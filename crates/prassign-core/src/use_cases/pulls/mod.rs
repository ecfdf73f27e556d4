pub(crate) mod create_pull_request;
pub(crate) mod merge_pull_request;
pub(crate) mod reassign_reviewer;
pub(crate) mod select_reviewers;

pub use create_pull_request::CreatePullRequestInterface;
pub use merge_pull_request::MergePullRequestInterface;
pub use reassign_reviewer::{ReassignReviewerInterface, Reassignment};
pub use select_reviewers::SelectReviewersInterface;

#[cfg(any(test, feature = "testkit"))]
pub use self::{
    create_pull_request::MockCreatePullRequestInterface,
    merge_pull_request::MockMergePullRequestInterface,
    reassign_reviewer::MockReassignReviewerInterface,
    select_reviewers::MockSelectReviewersInterface,
};
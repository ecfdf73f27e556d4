use async_trait::async_trait;
use prassign_models::PullRequest;
use shaku::{Component, Interface};
use tracing::info;

use crate::{deadline::with_deadline, CoreContext, Result};

#[cfg_attr(any(test, feature = "testkit"), mockall::automock)]
#[async_trait]
pub trait DeactivateTeamMembersInterface: Interface {
    async fn run<'a>(&self, ctx: &CoreContext<'a>, team_name: &str) -> Result<Vec<PullRequest>>;
}

/// Deactivate every member of a team and drop their open review assignments.
///
/// Returns the affected open pull requests with their remaining reviewers.
/// Removed reviewers are not replaced. Loading the team and its open pull
/// requests runs under the configured deactivation deadline. The writes
/// happen afterwards in a single store transaction, so an expired deadline
/// leaves the store unchanged.
#[derive(Component)]
#[shaku(interface = DeactivateTeamMembersInterface)]
pub(crate) struct DeactivateTeamMembers;

impl DeactivateTeamMembers {
    async fn load<'a>(
        ctx: &CoreContext<'a>,
        team_name: &str,
    ) -> Result<Option<(Vec<String>, Vec<PullRequest>)>> {
        let members = ctx.db_service.users_list_by_team(team_name).await?;
        if members.is_empty() {
            return Ok(None);
        }

        let member_ids: Vec<String> = members.into_iter().map(|m| m.user_id).collect();
        let affected = ctx
            .db_service
            .pull_requests_list_open_by_reviewers(&member_ids)
            .await?;

        Ok(Some((member_ids, affected)))
    }
}

#[async_trait]
impl DeactivateTeamMembersInterface for DeactivateTeamMembers {
    #[tracing::instrument(skip(self, ctx))]
    async fn run<'a>(&self, ctx: &CoreContext<'a>, team_name: &str) -> Result<Vec<PullRequest>> {
        let loaded = with_deadline(
            ctx.config.deactivation.timeout_ms,
            Self::load(ctx, team_name),
        )
        .await?;
        let Some((member_ids, affected)) = loaded else {
            return Ok(Vec::new());
        };

        let affected_ids: Vec<String> = affected
            .iter()
            .map(|pr| pr.pull_request_id.clone())
            .collect();
        let unassigned = ctx
            .db_service
            .users_deactivate_team_and_unassign(team_name, &affected_ids, &member_ids)
            .await?;

        // Pull requests merged since loading keep their reviewers.
        let affected: Vec<PullRequest> = affected
            .into_iter()
            .filter(|pr| unassigned.contains(&pr.pull_request_id))
            .map(|mut pr| {
                pr.assigned_reviewers.retain(|r| !member_ids.contains(r));
                pr
            })
            .collect();

        info!(
            team_name = team_name,
            members_count = member_ids.len(),
            affected_pull_requests = affected.len(),
            message = "Team members deactivated"
        );

        Ok(affected)
    }
}
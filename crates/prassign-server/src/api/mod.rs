//! Review assignment API, mounted under `/api/v1`.

mod pulls;
mod statistics;
mod teams;
mod users;

use actix_web::web;

use crate::ApiError;

pub(crate) fn configure_api_handlers(cfg: &mut web::ServiceConfig) {
    cfg.service(
        web::scope("/team")
            .route("/add", web::post().to(teams::create_team))
            .route("/get", web::get().to(teams::get_team)),
    )
    .service(
        web::scope("/users")
            .route("/setIsActive", web::post().to(users::set_is_active))
            .route("/getReview", web::get().to(users::get_review))
            .route("/deactivateTeam", web::post().to(users::deactivate_team)),
    )
    .service(
        web::scope("/pullRequests")
            .route("/create", web::post().to(pulls::create_pull_request))
            .route("/merge", web::post().to(pulls::merge_pull_request))
            .route("/reassign", web::post().to(pulls::reassign_reviewer)),
    )
    .route("/statistics", web::get().to(statistics::get_statistics));
}

/// Reject blank identifiers before reaching the use cases.
pub(crate) fn require(field: &str, value: &str) -> Result<(), ApiError> {
    if value.trim().is_empty() {
        Err(ApiError::invalid_input(format!("{field} is required")))
    } else {
        Ok(())
    }
}
use actix_web::{web, HttpResponse};
use prassign_core::use_cases::users::{
    DeactivateTeamMembersInterface, ListUserReviewsInterface, SetUserIsActiveInterface,
};
use serde::Deserialize;
use shaku::HasComponent;

use super::require;
use crate::{metrics::TEAMS_DEACTIVATED, server::AppContext, ApiError};

#[derive(Debug, Deserialize)]
pub(crate) struct SetIsActiveJson {
    user_id: String,
    is_active: bool,
}

#[derive(Debug, Deserialize)]
pub(crate) struct UserQuery {
    user_id: String,
}

#[derive(Debug, Deserialize)]
pub(crate) struct DeactivateTeamJson {
    team_name: String,
}

#[tracing::instrument(skip_all, fields(user_id = %data.user_id, is_active = data.is_active))]
pub(crate) async fn set_is_active(
    ctx: web::Data<AppContext>,
    data: web::Json<SetIsActiveJson>,
) -> Result<HttpResponse, ApiError> {
    require("user_id", &data.user_id)?;

    let set_user_is_active: &dyn SetUserIsActiveInterface = ctx.core_module.resolve_ref();
    let user = set_user_is_active
        .run(&ctx.as_core_context(), &data.user_id, data.is_active)
        .await?;

    Ok(HttpResponse::Ok().json(serde_json::json!({ "user": user })))
}

#[tracing::instrument(skip_all, fields(user_id = %query.user_id))]
pub(crate) async fn get_review(
    ctx: web::Data<AppContext>,
    query: web::Query<UserQuery>,
) -> Result<HttpResponse, ApiError> {
    require("user_id", &query.user_id)?;

    let list_user_reviews: &dyn ListUserReviewsInterface = ctx.core_module.resolve_ref();
    let pull_requests = list_user_reviews
        .run(&ctx.as_core_context(), &query.user_id)
        .await?;

    Ok(HttpResponse::Ok().json(serde_json::json!({
        "user_id": query.user_id,
        "pull_requests": pull_requests,
    })))
}

#[tracing::instrument(skip_all, fields(team_name = %data.team_name))]
pub(crate) async fn deactivate_team(
    ctx: web::Data<AppContext>,
    data: web::Json<DeactivateTeamJson>,
) -> Result<HttpResponse, ApiError> {
    require("team_name", &data.team_name)?;

    let deactivate_team_members: &dyn DeactivateTeamMembersInterface =
        ctx.core_module.resolve_ref();
    let affected = deactivate_team_members
        .run(&ctx.as_core_context(), &data.team_name)
        .await?;
    TEAMS_DEACTIVATED.inc();

    Ok(HttpResponse::Ok().json(serde_json::json!({
        "team_name": data.team_name,
        "affected_prs": affected,
        "message": "Team members deactivated successfully",
    })))
}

========

Tally the lines of the listing that hold the string "tracing", then reply with that number alone.

## Solution for this task
5